For $15k from me, you would receive: 1) a complete website built to your specs
(including advice on how to best design your site if desired) 2) a period of
support and bug fixes after the site is finished and 3) a site built using
readable, commented code with actual error handling. I charge by the hour, so
you can keep me around as long as needed and make as many changes as you like.

It's lower risk to bring in a contractor than to hire a full-time employee. I
don't require an office, a computer, health insurance, or a period of time to
learn your company and its politics. If you don't like me or my work, you can
generally terminate the contract without any legal problems as long as you pay
your outstanding bill. I don't have to play office politics so I can do the
things that an in-house developer wouldn't be allowed to do.

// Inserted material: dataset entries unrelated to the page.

//! Structural measurements over subtrees.

use crate::ast::{Expr, Stmt, StmtKind};

/// Node counting and loop-control predicates, evaluated on demand over the
/// current tree rather than precomputed.
#[derive(Debug, Clone, Copy, Default)]
pub struct SubtreeMetrics;

impl SubtreeMetrics {
    /// Number of nodes in a block: every statement plus every expression node
    /// beneath it.
    #[must_use]
    pub fn node_count(&self, block: &[Stmt]) -> usize {
        block.iter().map(stmt_nodes).sum()
    }

    /// Returns `true` if the block contains a `break` belonging to the loop
    /// whose body it is.
    #[must_use]
    pub fn has_break(&self, block: &[Stmt]) -> bool {
        contains_own(block, &|kind| matches!(kind, StmtKind::Break))
    }

    /// Returns `true` if the block contains a `continue` belonging to the loop
    /// whose body it is.
    #[must_use]
    pub fn has_continue(&self, block: &[Stmt]) -> bool {
        contains_own(block, &|kind| matches!(kind, StmtKind::Continue))
    }
}

fn stmt_nodes(stmt: &Stmt) -> usize {
    let exprs: usize = stmt.exprs().into_iter().map(expr_nodes).sum();
    let nested: usize = stmt
        .blocks()
        .into_iter()
        .map(|block| block.iter().map(stmt_nodes).sum::<usize>())
        .sum();
    1 + exprs + nested
}

fn expr_nodes(expr: &Expr) -> usize {
    let mut count = 0;
    expr.walk(&mut |_| count += 1);
    count
}

/// Nested loops own the control statements of their bodies, nested
/// functions own everything. A nested loop's `else` block still belongs to
/// the enclosing loop.
fn contains_own(block: &[Stmt], hit: &dyn Fn(&StmtKind) -> bool) -> bool {
    block.iter().any(|stmt| match &stmt.kind {
        kind if hit(kind) => true,
        StmtKind::FunctionDef(_) => false,
        StmtKind::For { orelse, .. } | StmtKind::While { orelse, .. } => {
            contains_own(orelse, hit)
        }
        StmtKind::If { body, orelse, .. } => contains_own(body, hit) || contains_own(orelse, hit),
        _ => false,
    })
}
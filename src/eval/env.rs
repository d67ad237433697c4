//! Evaluation environment prepared from a module.

use std::sync::Arc;

use rustc_hash::FxHashMap;

use crate::{
    ast::{FunctionDef, Module, StmtKind},
    eval::{EvalLimits, Evaluator, ModuleTable, Value},
};

/// Globals and callable functions visible to the evaluator.
///
/// Built once per folding pass by [`Environment::prepare`], which replays the
/// module's top level inside the sandbox: function definitions become callable
/// and side-effect-free statements bind their globals. A statement that fails
/// (because it prints, stores through a subscript, calls something unknown) is
/// logged and skipped; it leaves no partial bindings behind.
#[derive(Debug, Clone)]
pub struct Environment {
    table: Arc<ModuleTable>,
    globals: FxHashMap<String, Value>,
    functions: FxHashMap<String, FunctionDef>,
}

impl Environment {
    /// Creates an environment with no globals or functions.
    #[must_use]
    pub fn new(table: Arc<ModuleTable>) -> Self {
        Environment {
            table,
            globals: FxHashMap::default(),
            functions: FxHashMap::default(),
        }
    }

    /// Pre-executes the top level of `module`.
    #[must_use]
    pub fn prepare(module: &Module, table: Arc<ModuleTable>, limits: EvalLimits) -> Self {
        let mut env = Self::new(table);
        for stmt in &module.body {
            if let StmtKind::FunctionDef(def) = &stmt.kind {
                env.functions.insert(def.name.clone(), def.clone());
                env.globals.remove(&def.name);
                continue;
            }

            let staged = {
                let mut staged = env.globals.clone();
                Evaluator::new(&env, limits)
                    .exec_top_level(stmt, &mut staged)
                    .map(|()| staged)
            };
            match staged {
                Ok(globals) => {
                    for name in globals.keys() {
                        env.functions.remove(name);
                    }
                    env.globals = globals;
                }
                Err(e) => log::warn!("skipping top-level statement {}: {e}", stmt.id),
            }
        }
        env
    }

    /// The builtin module table.
    #[must_use]
    pub fn table(&self) -> &ModuleTable {
        &self.table
    }

    /// Value of a prepared global.
    #[must_use]
    pub fn global(&self, name: &str) -> Option<&Value> {
        self.globals.get(name)
    }

    /// A callable top-level function.
    #[must_use]
    pub fn function(&self, name: &str) -> Option<&FunctionDef> {
        self.functions.get(name)
    }

    /// Binds a global directly.
    pub fn define_global(&mut self, name: impl Into<String>, value: Value) {
        let name = name.into();
        self.functions.remove(&name);
        self.globals.insert(name, value);
    }
}
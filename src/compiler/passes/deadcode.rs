//! Dead code elimination pass.
//!
//! Inside functions, drops assignment targets whose variable is never read.
//! An assignment left without targets becomes `pass` when its value is pure,
//! and an expression statement otherwise, so the side effects survive.
//! Anywhere in the module, an expression statement whose value is pure is
//! replaced by `pass`.

use crate::{
    analysis::{Analyses, AnalysisKind, FunctionChains, PureExpressions},
    ast::{Expr, Module, Stmt, StmtKind},
    compiler::{pass::TreePass, CompilerContext, EventKind},
    Result,
};

/// Dead code elimination pass.
#[derive(Debug, Default)]
pub struct DeadCodeEliminationPass;

impl DeadCodeEliminationPass {
    /// Creates a new dead code elimination pass.
    #[must_use]
    pub fn new() -> Self {
        Self
    }
}

struct Eliminator<'a> {
    pure: &'a PureExpressions,
    ctx: &'a CompilerContext,
}

impl Eliminator<'_> {
    fn block(&self, block: &mut [Stmt], chains: Option<&FunctionChains>, function: Option<&str>) -> bool {
        let mut changed = false;
        for stmt in block.iter_mut() {
            changed |= self.stmt(stmt, chains, function);
        }
        changed
    }

    fn stmt(&self, stmt: &mut Stmt, chains: Option<&FunctionChains>, function: Option<&str>) -> bool {
        let mut changed = false;
        match &mut stmt.kind {
            StmtKind::FunctionDef(_) => return false,
            StmtKind::Assign { targets, value } => {
                let Some(chains) = chains else {
                    return false;
                };
                let before = targets.len();
                targets.retain(|target| {
                    let unused = target
                        .as_name()
                        .and_then(|name| chains.chain(name))
                        .is_some_and(|chain| !chain.is_used());
                    if unused {
                        self.ctx
                            .events
                            .record(EventKind::TargetRemoved)
                            .at(function, target.id)
                            .message(format!("{target} is never read"));
                    }
                    !unused
                });
                if targets.len() == before {
                    return false;
                }
                if targets.is_empty() {
                    let value = std::mem::replace(value, Expr::int(0));
                    stmt.kind = if self.pure.contains(value.id) {
                        StmtKind::Pass
                    } else {
                        StmtKind::Expr(value)
                    };
                }
                changed = true;
            }
            StmtKind::Expr(value) if self.pure.contains(value.id) && !value.is_yield() => {
                self.ctx
                    .events
                    .record(EventKind::StatementRemoved)
                    .at(function, stmt.id)
                    .message(format!("{value} has no effect"));
                stmt.kind = StmtKind::Pass;
                changed = true;
            }
            _ => {}
        }

        for nested in stmt.blocks_mut() {
            changed |= self.block(nested, chains, function);
        }
        if changed {
            self.ctx.mark_changed(function);
        }
        changed
    }
}

impl TreePass for DeadCodeEliminationPass {
    fn name(&self) -> &'static str {
        "dead-code-elimination"
    }

    fn description(&self) -> &'static str {
        "Removes unread assignment targets and expression statements without effect"
    }

    fn requires(&self) -> &'static [AnalysisKind] {
        &[AnalysisKind::UseDefChains, AnalysisKind::PureExpressions]
    }

    fn run(&self, module: &mut Module, analyses: &Analyses, ctx: &CompilerContext) -> Result<bool> {
        let chains = analyses.use_def_chains()?;
        let eliminator = Eliminator {
            pure: analyses.pure_expressions()?,
            ctx,
        };

        let mut changed = false;
        for stmt in &mut module.body {
            let id = stmt.id;
            if let StmtKind::FunctionDef(def) = &mut stmt.kind {
                changed |= eliminator.block(&mut def.body, chains.function(id), Some(&def.name));
            } else {
                changed |= eliminator.stmt(stmt, None, None);
            }
        }
        Ok(changed)
    }
}

#[cfg(test)]
mod tests {
    use super::*;
    use crate::{
        ast::BinOp,
        test::{apply, apply_with_context, function_module},
    };

    fn eliminate(module: &mut Module) -> bool {
        apply(&mut DeadCodeEliminationPass::new(), module).unwrap()
    }

    #[test]
    fn test_unused_pure_assignment_removed() {
        let mut module = function_module(vec![
            Stmt::assign_name("a", Expr::list(vec![Expr::int(2), Expr::int(3)])),
            Stmt::ret(Some(Expr::int(1))),
        ]);
        assert!(eliminate(&mut module));
        assert_eq!(module.to_string(), "def foo():\n    pass\n    return 1\n");
        assert!(!eliminate(&mut module));
    }

    #[test]
    fn test_impure_value_kept_as_expression() {
        let mut module = function_module(vec![
            Stmt::assign_name("a", Expr::call_named("print", vec![Expr::int(1)])),
            Stmt::ret(Some(Expr::int(1))),
        ]);
        assert!(eliminate(&mut module));
        assert_eq!(
            module.to_string(),
            "def foo():\n    print(1)\n    return 1\n"
        );
    }

    #[test]
    fn test_used_and_non_name_targets_kept() {
        // a = b = [0]; a[0] = 1; return a
        let mut module = function_module(vec![
            Stmt::assign(
                vec![Expr::name("a"), Expr::name("b")],
                Expr::list(vec![Expr::int(0)]),
            ),
            Stmt::assign(
                vec![Expr::subscript(Expr::name("a"), Expr::int(0))],
                Expr::int(1),
            ),
            Stmt::ret(Some(Expr::name("a"))),
        ]);
        assert!(eliminate(&mut module));
        assert_eq!(
            module.to_string(),
            "def foo():\n    a = [0]\n    a[0] = 1\n    return a\n"
        );
    }

    #[test]
    fn test_pure_expression_statement_removed_everywhere() {
        let mut module = Module::new(vec![
            Stmt::expr(Expr::binop(Expr::int(1), BinOp::Add, Expr::int(2))),
            Stmt::function_def(
                "foo",
                &[],
                vec![Stmt::if_else(
                    Expr::bool(true),
                    vec![Stmt::expr(Expr::int(3))],
                    vec![],
                )],
            ),
        ]);
        let ctx = CompilerContext::default();
        assert!(apply_with_context(&mut DeadCodeEliminationPass::new(), &mut module, &ctx).unwrap());
        assert_eq!(
            module.to_string(),
            "pass\ndef foo():\n    if True:\n        pass\n"
        );
        assert_eq!(ctx.events.count_kind(EventKind::StatementRemoved), 2);
        assert!(ctx.is_changed("foo"));
    }

    #[test]
    fn test_yield_statement_kept() {
        let mut module = function_module(vec![Stmt::expr(Expr::yield_(Some(Expr::int(1))))]);
        assert!(!eliminate(&mut module));
    }
}
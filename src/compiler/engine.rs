//! Main optimizer entry point.
//!
//! The [`Optimizer`] builds the standard pass pipeline for a configuration,
//! runs it over a module and packages what happened into an
//! [`OptimizeResult`].

use std::{sync::Arc, time::Duration};

use log::{debug, info};

use crate::{
    analysis::{AnalysisProvider, TreeAnalyzer},
    ast::Module,
    compiler::{
        config::OptimizerConfig,
        context::CompilerContext,
        events::{DerivedStats, EventLog},
        scheduler::PassScheduler,
    },
    eval::ModuleTable,
    Result,
};

/// Result of one optimizer run.
///
/// Statistics are derived from the event log on demand.
///
/// # Example
///
/// ```rust
/// use midend::prelude::*;
///
/// let mut module = Module::new(vec![Stmt::function_def(
///     "foo",
///     &[],
///     vec![Stmt::ret(Some(Expr::binop(Expr::int(2), BinOp::Mul, Expr::int(21))))],
/// )]);
/// let result = Optimizer::default().optimize(&mut module)?;
///
/// assert_eq!(result.stats().constants_folded, 1);
/// assert_eq!(result.changed_functions, vec!["foo".to_string()]);
/// println!("{}", result.summary());
/// # Ok::<(), midend::Error>(())
/// ```
#[derive(Debug, Clone)]
pub struct OptimizeResult {
    /// All events from the run.
    pub events: EventLog,
    /// Number of pipeline iterations.
    pub iterations: usize,
    /// Total processing time.
    pub total_time: Duration,
    /// Functions a pass rewrote, sorted. Top-level code is listed as
    /// [`MODULE_SCOPE`](crate::compiler::MODULE_SCOPE).
    pub changed_functions: Vec<String>,
}

impl OptimizeResult {
    /// Computes statistics derived from the event log.
    #[must_use]
    pub fn stats(&self) -> DerivedStats {
        DerivedStats::from_log(&self.events)
            .with_time(self.total_time)
            .with_iterations(self.iterations)
    }

    /// Generates a human-readable summary of the run.
    #[must_use]
    pub fn summary(&self) -> String {
        self.stats().summary()
    }

    /// Returns `true` if any pass changed the module.
    #[must_use]
    pub fn is_changed(&self) -> bool {
        !self.changed_functions.is_empty()
    }
}

/// The optimizer.
///
/// Holds a configuration, the builtin module table and optionally a custom
/// analysis provider. Each call to [`Optimizer::optimize`] builds a fresh
/// pipeline, so one optimizer can be reused for many modules.
#[derive(Clone)]
pub struct Optimizer {
    config: OptimizerConfig,
    table: Arc<ModuleTable>,
    provider: Option<Arc<dyn AnalysisProvider>>,
}

impl Default for Optimizer {
    fn default() -> Self {
        Self::new(OptimizerConfig::default())
    }
}

impl std::fmt::Debug for Optimizer {
    fn fmt(&self, f: &mut std::fmt::Formatter<'_>) -> std::fmt::Result {
        f.debug_struct("Optimizer")
            .field("config", &self.config)
            .field("custom_provider", &self.provider.is_some())
            .finish_non_exhaustive()
    }
}

impl Optimizer {
    /// Creates an optimizer using the standard builtin table and the built-in
    /// [`TreeAnalyzer`].
    #[must_use]
    pub fn new(config: OptimizerConfig) -> Self {
        Self {
            config,
            table: Arc::new(ModuleTable::standard()),
            provider: None,
        }
    }

    /// Replaces the builtin module table.
    #[must_use]
    pub fn with_table(mut self, table: Arc<ModuleTable>) -> Self {
        self.table = table;
        self
    }

    /// Uses `provider` instead of the built-in analyzer.
    #[must_use]
    pub fn with_provider(mut self, provider: Arc<dyn AnalysisProvider>) -> Self {
        self.provider = Some(provider);
        self
    }

    /// The active configuration.
    #[must_use]
    pub fn config(&self) -> &OptimizerConfig {
        &self.config
    }

    /// Optimizes `module` in place.
    ///
    /// # Errors
    ///
    /// Returns an error if a pass requests an analysis the provider cannot
    /// produce, if the provider returns the wrong kind of result, or if the
    /// module carries malformed metadata. The module may be partially
    /// rewritten when an error is returned.
    pub fn optimize(&self, module: &mut Module) -> Result<OptimizeResult> {
        let provider = self
            .provider
            .clone()
            .unwrap_or_else(|| Arc::new(TreeAnalyzer::new(self.table.clone())));
        let mut scheduler = PassScheduler::standard(&self.config, provider);
        debug!("optimizer pipeline: {}", scheduler.pass_names().join(", "));

        let ctx = CompilerContext::new(self.config.clone(), self.table.clone());
        let iterations = scheduler.run_pipeline(module, &ctx)?;

        let mut changed_functions: Vec<String> =
            ctx.changed_functions.iter().map(|name| name.key().clone()).collect();
        changed_functions.sort();

        let result = OptimizeResult {
            events: ctx.events.clone(),
            iterations,
            total_time: ctx.elapsed(),
            changed_functions,
        };
        info!("optimization complete: {}", result.summary());
        Ok(result)
    }
}

#[cfg(test)]
mod tests {
    use super::*;
    use crate::{
        analysis::{AnalysisKind, AnalysisResult},
        ast::{BinOp, Expr, Stmt},
        compiler::EventKind,
        test::function_module,
        Error,
    };

    struct EmptyProvider;

    impl AnalysisProvider for EmptyProvider {
        fn compute(&self, kind: AnalysisKind, _module: &Module) -> Result<AnalysisResult> {
            Err(Error::MissingAnalysis(kind))
        }
    }

    #[test]
    fn test_optimize_folds_and_reports() {
        let mut module = function_module(vec![Stmt::ret(Some(Expr::binop(
            Expr::int(1),
            BinOp::Add,
            Expr::int(3),
        )))]);
        let result = Optimizer::default().optimize(&mut module).unwrap();
        assert_eq!(module.to_string(), "def foo():\n    return 4\n");
        assert!(result.is_changed());
        assert!(result.events.has(EventKind::ConstantFolded));
        assert!(result.iterations >= 2);
    }

    #[test]
    fn test_optimize_nothing_to_do() {
        let mut module = function_module(vec![Stmt::ret(Some(Expr::int(4)))]);
        let result = Optimizer::default().optimize(&mut module).unwrap();
        assert!(!result.is_changed());
        assert_eq!(result.stats().constants_folded, 0);
    }

    #[test]
    fn test_disabled_passes_do_nothing() {
        let config = OptimizerConfig::default()
            .with_constant_folding(false)
            .with_forward_substitution(false)
            .with_dead_code_elimination(false)
            .with_loop_unrolling(false)
            .with_lowering(false);
        let mut module = function_module(vec![Stmt::ret(Some(Expr::binop(
            Expr::int(1),
            BinOp::Add,
            Expr::int(3),
        )))]);
        let before = module.to_string();
        let result = Optimizer::new(config).optimize(&mut module).unwrap();
        assert_eq!(module.to_string(), before);
        assert!(result.events.is_empty());
    }

    #[test]
    fn test_missing_analysis_is_fatal() {
        let mut module = function_module(vec![Stmt::ret(Some(Expr::int(4)))]);
        let optimizer = Optimizer::default().with_provider(Arc::new(EmptyProvider));
        let err = optimizer.optimize(&mut module).unwrap_err();
        assert!(matches!(err, Error::MissingAnalysis(AnalysisKind::ConstantExpressions)));
    }
}
//! Python-like source rendering of the tree.
//!
//! Nested operator expressions are always parenthesized, so the output never
//! depends on precedence tables: `(a + b) * c`, `-(x)`.

use std::fmt::{self, Write};

use crate::ast::{Comprehension, Expr, ExprKind, Literal, Module, Stmt, StmtKind};

const INDENT: &str = "    ";

/// Python `repr` of a float: `2.0`, `0.1`, `1e+16`, `inf`.
pub(crate) fn float_repr(value: f64) -> String {
    if value.is_nan() {
        return "nan".to_string();
    }
    if value.is_infinite() {
        return if value > 0.0 { "inf" } else { "-inf" }.to_string();
    }
    let text = format!("{value:?}");
    match text.split_once('e') {
        Some((mantissa, exp)) => {
            let (sign, digits) = match exp.strip_prefix('-') {
                Some(digits) => ('-', digits),
                None => ('+', exp),
            };
            let mantissa = mantissa.strip_suffix(".0").unwrap_or(mantissa);
            format!("{mantissa}e{sign}{digits:0>2}")
        }
        None => text,
    }
}

#[allow(clippy::cast_possible_truncation)]
fn complex_part(value: f64) -> String {
    if value.fract() == 0.0 && value.abs() < 1e15 {
        format!("{}", value as i64)
    } else {
        float_repr(value)
    }
}

/// Python `repr` of a complex number: `(1+2j)`, `2j`.
pub(crate) fn complex_repr(re: f64, im: f64) -> String {
    if re == 0.0 && re.is_sign_positive() {
        format!("{}j", complex_part(im))
    } else {
        let sign = if im >= 0.0 || im.is_nan() { "+" } else { "" };
        format!("({}{sign}{}j)", complex_part(re), complex_part(im))
    }
}

/// Python `repr` of a string, single-quoted.
pub(crate) fn str_repr(value: &str) -> String {
    let mut out = String::with_capacity(value.len() + 2);
    out.push('\'');
    for c in value.chars() {
        match c {
            '\\' => out.push_str("\\\\"),
            '\'' => out.push_str("\\'"),
            '\n' => out.push_str("\\n"),
            '\r' => out.push_str("\\r"),
            '\t' => out.push_str("\\t"),
            c if c.is_control() => {
                let _ = write!(out, "\\x{:02x}", c as u32);
            }
            c => out.push(c),
        }
    }
    out.push('\'');
    out
}

impl fmt::Display for Literal {
    fn fmt(&self, f: &mut fmt::Formatter<'_>) -> fmt::Result {
        match self {
            Literal::Int(v) => write!(f, "{v}"),
            Literal::Float(v) => f.write_str(&float_repr(*v)),
            Literal::Complex { re, im } => f.write_str(&complex_repr(*re, *im)),
            Literal::Bool(true) => f.write_str("True"),
            Literal::Bool(false) => f.write_str("False"),
            Literal::Str(s) => f.write_str(&str_repr(s)),
        }
    }
}

/// Compound expressions get parentheses when they appear as an operand.
fn is_compound(expr: &Expr) -> bool {
    matches!(
        expr.kind,
        ExprKind::BinOp { .. }
            | ExprKind::UnaryOp { .. }
            | ExprKind::BoolOp { .. }
            | ExprKind::Compare { .. }
            | ExprKind::Yield(_)
    )
}

fn write_operand(f: &mut fmt::Formatter<'_>, expr: &Expr) -> fmt::Result {
    if is_compound(expr) {
        write!(f, "({expr})")
    } else {
        write!(f, "{expr}")
    }
}

fn write_joined(f: &mut fmt::Formatter<'_>, exprs: &[Expr]) -> fmt::Result {
    for (i, expr) in exprs.iter().enumerate() {
        if i > 0 {
            f.write_str(", ")?;
        }
        write!(f, "{expr}")?;
    }
    Ok(())
}

fn write_generators(f: &mut fmt::Formatter<'_>, generators: &[Comprehension]) -> fmt::Result {
    for generator in generators {
        write!(f, " for {} in ", generator.target)?;
        write_operand(f, &generator.iter)?;
        for cond in &generator.ifs {
            f.write_str(" if ")?;
            write_operand(f, cond)?;
        }
    }
    Ok(())
}

impl fmt::Display for Expr {
    fn fmt(&self, f: &mut fmt::Formatter<'_>) -> fmt::Result {
        match &self.kind {
            ExprKind::Literal(lit) => write!(f, "{lit}"),
            ExprKind::Name(name) => f.write_str(name),
            ExprKind::Attribute { value, attr } => {
                write_operand(f, value)?;
                write!(f, ".{attr}")
            }
            ExprKind::BinOp { left, op, right } => {
                write_operand(f, left)?;
                write!(f, " {} ", op.symbol())?;
                write_operand(f, right)
            }
            ExprKind::UnaryOp { op, operand } => {
                f.write_str(op.symbol())?;
                write_operand(f, operand)
            }
            ExprKind::BoolOp { op, values } => {
                for (i, value) in values.iter().enumerate() {
                    if i > 0 {
                        write!(f, " {} ", op.symbol())?;
                    }
                    write_operand(f, value)?;
                }
                Ok(())
            }
            ExprKind::Compare {
                left,
                ops,
                comparators,
            } => {
                write_operand(f, left)?;
                for (op, right) in ops.iter().zip(comparators) {
                    write!(f, " {} ", op.symbol())?;
                    write_operand(f, right)?;
                }
                Ok(())
            }
            ExprKind::Call { func, args } => {
                write_operand(f, func)?;
                f.write_char('(')?;
                write_joined(f, args)?;
                f.write_char(')')
            }
            ExprKind::Subscript { value, index } => {
                write_operand(f, value)?;
                write!(f, "[{index}]")
            }
            ExprKind::List(elts) => {
                f.write_char('[')?;
                write_joined(f, elts)?;
                f.write_char(']')
            }
            ExprKind::Tuple(elts) => {
                f.write_char('(')?;
                write_joined(f, elts)?;
                if elts.len() == 1 {
                    f.write_char(',')?;
                }
                f.write_char(')')
            }
            ExprKind::Set(elts) if elts.is_empty() => f.write_str("set()"),
            ExprKind::Set(elts) => {
                f.write_char('{')?;
                write_joined(f, elts)?;
                f.write_char('}')
            }
            ExprKind::Dict { keys, values } => {
                f.write_char('{')?;
                for (i, (k, v)) in keys.iter().zip(values).enumerate() {
                    if i > 0 {
                        f.write_str(", ")?;
                    }
                    write!(f, "{k}: {v}")?;
                }
                f.write_char('}')
            }
            ExprKind::ListComp { elt, generators } => {
                write!(f, "[{elt}")?;
                write_generators(f, generators)?;
                f.write_char(']')
            }
            ExprKind::GeneratorExp { elt, generators } => {
                write!(f, "({elt}")?;
                write_generators(f, generators)?;
                f.write_char(')')
            }
            ExprKind::Yield(None) => f.write_str("yield"),
            ExprKind::Yield(Some(value)) => write!(f, "yield {value}"),
        }
    }
}

fn write_block(f: &mut fmt::Formatter<'_>, block: &[Stmt], depth: usize) -> fmt::Result {
    if block.is_empty() {
        return writeln!(f, "{}pass", INDENT.repeat(depth));
    }
    for stmt in block {
        write_stmt(f, stmt, depth)?;
    }
    Ok(())
}

fn write_stmt(f: &mut fmt::Formatter<'_>, stmt: &Stmt, depth: usize) -> fmt::Result {
    let pad = INDENT.repeat(depth);
    match &stmt.kind {
        StmtKind::FunctionDef(def) => {
            let params: Vec<&str> = def.params.iter().map(|p| p.name.as_str()).collect();
            writeln!(f, "{pad}def {}({}):", def.name, params.join(", "))?;
            write_block(f, &def.body, depth + 1)
        }
        StmtKind::Assign { targets, value } => {
            f.write_str(&pad)?;
            for target in targets {
                write!(f, "{target} = ")?;
            }
            writeln!(f, "{value}")
        }
        StmtKind::AugAssign { target, op, value } => {
            writeln!(f, "{pad}{target} {}= {value}", op.symbol())
        }
        StmtKind::Expr(value) => writeln!(f, "{pad}{value}"),
        StmtKind::Return(None) => writeln!(f, "{pad}return"),
        StmtKind::Return(Some(value)) => writeln!(f, "{pad}return {value}"),
        StmtKind::For {
            target,
            iter,
            body,
            orelse,
        } => {
            writeln!(f, "{pad}for {target} in {iter}:")?;
            write_block(f, body, depth + 1)?;
            if !orelse.is_empty() {
                writeln!(f, "{pad}else:")?;
                write_block(f, orelse, depth + 1)?;
            }
            Ok(())
        }
        StmtKind::While { test, body, orelse } => {
            writeln!(f, "{pad}while {test}:")?;
            write_block(f, body, depth + 1)?;
            if !orelse.is_empty() {
                writeln!(f, "{pad}else:")?;
                write_block(f, orelse, depth + 1)?;
            }
            Ok(())
        }
        StmtKind::If { test, body, orelse } => {
            writeln!(f, "{pad}if {test}:")?;
            write_block(f, body, depth + 1)?;
            if !orelse.is_empty() {
                writeln!(f, "{pad}else:")?;
                write_block(f, orelse, depth + 1)?;
            }
            Ok(())
        }
        StmtKind::Break => writeln!(f, "{pad}break"),
        StmtKind::Continue => writeln!(f, "{pad}continue"),
        StmtKind::Pass => writeln!(f, "{pad}pass"),
    }
}

impl fmt::Display for Stmt {
    fn fmt(&self, f: &mut fmt::Formatter<'_>) -> fmt::Result {
        write_stmt(f, self, 0)
    }
}

impl fmt::Display for Module {
    fn fmt(&self, f: &mut fmt::Formatter<'_>) -> fmt::Result {
        for stmt in &self.body {
            write_stmt(f, stmt, 0)?;
        }
        Ok(())
    }
}
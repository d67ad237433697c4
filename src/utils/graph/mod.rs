//! Generic directed graph infrastructure for program analysis.
//!
//! The use-def analysis stores one graph per variable: nodes are occurrences of
//! the variable, edges point from a definition to the uses it reaches. Graphs
//! are built once per tree snapshot and then only queried.
//!
//! # Key Components
//!
//! - [`NodeId`] - Strongly-typed node identifier
//! - [`DirectedGraph`] - Graph with deduplicated edges and traversal in both directions
//!
//! # Examples
//!
//! ```rust
//! use midend::utils::graph::DirectedGraph;
//!
//! let mut graph: DirectedGraph<&str> = DirectedGraph::new();
//! let def = graph.add_node("a = 1");
//! let use_site = graph.add_node("print(a)");
//! graph.add_edge(def, use_site)?;
//!
//! assert_eq!(graph.predecessors(use_site).collect::<Vec<_>>(), vec![def]);
//! # Ok::<(), midend::Error>(())
//! ```

mod directed;
mod node;

pub use directed::DirectedGraph;
pub use node::NodeId;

I come to the table with several sites under my belt and a library of code
that I can draw from. Once you have a website built by a skilled contractor
(note, there are lots of unskilled ones out there), you can bring in a less-
skilled developer to maintain the site or enter into a reduced-fee maintenance
contract.

Really, it comes down to what you plan on doing with the site. If your
business is a website, you're probably better off developing it in-house.

If your business involves a website/web app but it isn't core to your business
(or if you don't plan on continued maintenance), it makes sense to hire it out
and use the money saved on other business expenses. eCommerce and CMS sites
are a perfect example.

If you want a website to announce you exist, hire it out to the cheapest
contractor or flat rate developer you can find. Just don't expect to be able
to easily maintain it.

You tend to get what you pay for. I've worked on several sites where they
hired out cheaper developers only to bring me in to clean up the mess and make
the site _work_.

------
decultured
I agree with the basic premise of this article, but saying "99% of the time
that quote will be a reasonable price" is disingenuous. While some customers
that do not know the value web development expect to pay too little, they are
just as likely to get overcharged by opportunistic developers.

It is much like getting car repairs. If you go in informed, you are likely to
get a fair price, whereas if you don't you may be taken advantage of.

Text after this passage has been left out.